Fatty Acid−Albumin Complexes and the Determination of the Transport of Long Chain Free Fatty Acids across Membranes

Abstract

Understanding the mechanism that governs the transport of long chain free fatty acids (FFA) across lipid bilayers is critical for understanding transport across cell membranes. Conflicting results have been reported for lipid vesicles; most investigators report that flip-flop occurs within the resolution time of the method (100 s^-1). However, these influx rates increase linearly with lipid vesicle concentration and can therefore not, as previously interpreted, represent flip-flop. In contrast, measurements of influx rates in SUV and giant unilamellar vesicles performed with oleate−BSA complexes reveal no dependence on vesicle concentration and yield influx rate constants of ∼4 and ∼0.5 s^-1, respectively.
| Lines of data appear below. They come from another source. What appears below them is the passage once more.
//! In-place edits of configuration files
//!
//! Every edit reads the whole target file, rebuilds it line by line, and
//! replaces it atomically. Lines an edit does not touch keep their exact
//! bytes, terminators included. Include directives inside the target are not
//! followed.

use crate::HttpdConfig;
use crate::parser::{Segment, SourceFile, TypeMatcher, classify};
use crate::query::{first_match, is_match};
use httpdconf_core::{Error, ParsableLine, Result};
use regex::Regex;
use std::fs;
use std::io::Write;
use std::path::{Path, PathBuf};
use tempfile::NamedTempFile;

impl HttpdConfig {
    /// Insert `text` as a new line next to the first active directive of the
    /// given type whose arguments match `value_pattern`.
    ///
    /// Returns `false` and writes nothing when no directive matches.
    pub fn insert_relative_to_first_match(
        &self,
        directive_type: &str,
        value_pattern: &Regex,
        text: &str,
        before: bool,
        include_virtual_hosts: bool,
    ) -> Result<bool> {
        let Some(file) = self.find_first_file_containing(directive_type, value_pattern, include_virtual_hosts)?
        else {
            return Ok(false);
        };

        let (mut source, lines) = self.classify_file(&file, directive_type, include_virtual_hosts)?;
        let matcher = TypeMatcher::new(directive_type);
        let Some(index) = first_match(&lines, &matcher, value_pattern).map(|line| line.line.line_start - 1)
        else {
            return Ok(false);
        };

        let newline = source.newline().to_string();
        if before {
            source.segments.insert(index, Segment::new(text, newline));
        } else {
            let ending = std::mem::replace(&mut source.segments[index].ending, newline);
            source.segments.insert(index + 1, Segment::new(text, ending));
        }

        tracing::info!(
            "✏️ Inserted {:?} {} line {} of {}",
            text,
            if before { "before" } else { "after" },
            index + 1,
            file.display()
        );
        write_atomic(&file, &source.segments)?;
        Ok(true)
    }

    /// Comment out or delete every active directive of the given type in
    /// `file` whose arguments match `value_pattern`.
    ///
    /// Returns whether the file was rewritten.
    pub fn comment_or_delete_directive(
        &self,
        directive_type: &str,
        file: &Path,
        value_pattern: &Regex,
        comment_out: bool,
    ) -> Result<bool> {
        let (source, lines) = self.classify_file(file, directive_type, true)?;
        let matcher = TypeMatcher::new(directive_type);

        let mut segments = Vec::with_capacity(source.segments.len());
        let mut changed = 0usize;
        for (segment, line) in source.segments.into_iter().zip(&lines) {
            if !is_match(line, &matcher, value_pattern) {
                segments.push(segment);
                continue;
            }
            changed += 1;
            if comment_out {
                segments.push(commented(segment));
            }
        }

        if changed == 0 {
            return Ok(false);
        }

        tracing::info!(
            "✏️ {} {} {} directive(s) in {}",
            if comment_out { "Commented out" } else { "Deleted" },
            changed,
            directive_type,
            file.display()
        );
        write_atomic(file, &segments)?;
        Ok(true)
    }

    /// Comment out or delete every active enclosure of the given type whose
    /// open tag argument matches `value_pattern`, across all active files.
    ///
    /// Returns the files that were rewritten. A file holding an unterminated
    /// matching block fails the call and is left untouched; files rewritten
    /// before it stay rewritten.
    pub fn comment_or_delete_enclosure(
        &self,
        enclosure_type: &str,
        value_pattern: &Regex,
        comment_out: bool,
        include_virtual_hosts: bool,
    ) -> Result<Vec<PathBuf>> {
        let matcher = TypeMatcher::new(enclosure_type);
        let mut rewritten = Vec::new();

        for file in self.active_file_list()? {
            let (source, lines) = self.classify_file(&file, enclosure_type, include_virtual_hosts)?;
            let Some(segments) = strip_enclosures(source.segments, &lines, &matcher, value_pattern, comment_out)?
            else {
                continue;
            };

            tracing::info!(
                "✏️ {} <{}> block(s) in {}",
                if comment_out { "Commented out" } else { "Deleted" },
                enclosure_type,
                file.display()
            );
            write_atomic(&file, &segments)?;
            rewritten.push(file);
        }

        Ok(rewritten)
    }

    /// Replace the first active directive of the given type in `file` whose
    /// arguments match `value_pattern` with `<type> <insert_value>`.
    ///
    /// With `add_if_missing`, a file without a match gets a blank line and the
    /// new directive appended. Returns whether the file was rewritten.
    pub fn set_directive_value(
        &self,
        directive_type: &str,
        file: &Path,
        insert_value: &str,
        value_pattern: &Regex,
        add_if_missing: bool,
    ) -> Result<bool> {
        let (mut source, lines) = self.classify_file(file, directive_type, true)?;
        let matcher = TypeMatcher::new(directive_type);
        let directive = format!("{} {}", directive_type, insert_value);

        match first_match(&lines, &matcher, value_pattern) {
            Some(line) => {
                let index = line.line.line_start - 1;
                tracing::info!("✏️ Set line {} of {} to {:?}", index + 1, file.display(), directive);
                source.segments[index].text = directive;
            }
            None if add_if_missing => {
                let newline = source.newline().to_string();
                if let Some(last) = source.segments.last_mut() {
                    if last.ending.is_empty() {
                        last.ending = newline.clone();
                    }
                }
                tracing::info!("✏️ Appended {:?} to {}", directive, file.display());
                source.segments.push(Segment::new("", newline.clone()));
                source.segments.push(Segment::new(directive, newline));
            }
            None => return Ok(false),
        }

        write_atomic(file, &source.segments)?;
        Ok(true)
    }

    /// Read one file and classify its own lines
    fn classify_file(
        &self,
        file: &Path,
        directive_type: &str,
        include_virtual_hosts: bool,
    ) -> Result<(SourceFile, Vec<ParsableLine>)> {
        let defines = crate::defines_for(directive_type, self.defines()?);
        let source = SourceFile::read(file)?;
        let lines = classify(&source.lines(), &defines, self.modules(), include_virtual_hosts);
        Ok((source, lines))
    }
}

/// Rebuild a file without the matching enclosures.
///
/// Returns `None` when nothing matched.
fn strip_enclosures(
    segments: Vec<Segment>,
    lines: &[ParsableLine],
    matcher: &TypeMatcher,
    value_pattern: &Regex,
    comment_out: bool,
) -> Result<Option<Vec<Segment>>> {
    let mut output = Vec::with_capacity(segments.len());
    let mut depth = 0usize;
    let mut opened_at = 0usize;
    let mut matched = false;

    for (segment, line) in segments.into_iter().zip(lines) {
        let text = line.processed();

        if depth == 0 {
            let opens = line.is_effective()
                && matcher.is_open(text)
                && value_pattern.is_match(matcher.open_remainder(text));
            if !opens {
                output.push(segment);
                continue;
            }
            matched = true;
            opened_at = line.line.line_start;
            depth = 1;
        } else if !line.line.is_comment {
            if matcher.is_open(text) {
                depth += 1;
            } else if matcher.is_close(text) {
                depth -= 1;
            }
        }

        if comment_out {
            if line.line.is_comment || line.line.is_blank() {
                output.push(segment);
            } else {
                output.push(commented(segment));
            }
        }
    }

    if depth > 0 {
        return Err(Error::UnterminatedBlock {
            kind: matcher.name().to_string(),
            file: lines.first().map(|l| l.line.file.clone()).unwrap_or_default(),
            line: opened_at,
        });
    }

    Ok(matched.then_some(output))
}

fn commented(segment: Segment) -> Segment {
    Segment::new(format!("#{}", segment.text), segment.ending)
}

/// Replace `path` with `segments`, keeping its permissions.
///
/// Symlinks are followed so the link stays in place and its target is
/// rewritten.
fn write_atomic(path: &Path, segments: &[Segment]) -> Result<()> {
    let target = fs::canonicalize(path).map_err(|e| Error::io(path, e))?;
    let dir = match target.parent() {
        Some(parent) if !parent.as_os_str().is_empty() => parent,
        _ => Path::new("."),
    };
    let permissions = fs::metadata(&target).map_err(|e| Error::io(&target, e))?.permissions();

    let mut temp = NamedTempFile::new_in(dir).map_err(|e| Error::io(dir, e))?;
    temp.write_all(SourceFile::render(segments).as_bytes())
        .map_err(|e| Error::io(temp.path(), e))?;
    temp.as_file().sync_all().map_err(|e| Error::io(temp.path(), e))?;
    fs::set_permissions(temp.path(), permissions).map_err(|e| Error::io(temp.path(), e))?;

    temp.persist(&target).map_err(|e| Error::io(&target, e.error))?;
    tracing::debug!("💾 Wrote {}", target.display());
    Ok(())
}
Rate constants for efflux and dissociation were determined from the transfer of oleate from vesicles to BSA and reveal similar influx and efflux but dissociation rate constants that are ∼5−10-fold greater. We conclude that flip-flop is rate limiting for transport of FFA across lipid vesicles and slows with an increasing radius of curvature. These results, in contrast to those reporting that flip-flop is extremely fast, indicate that the lipid bilayer portion of biological membranes may present a significant barrier to transport of FFA across cell membranes.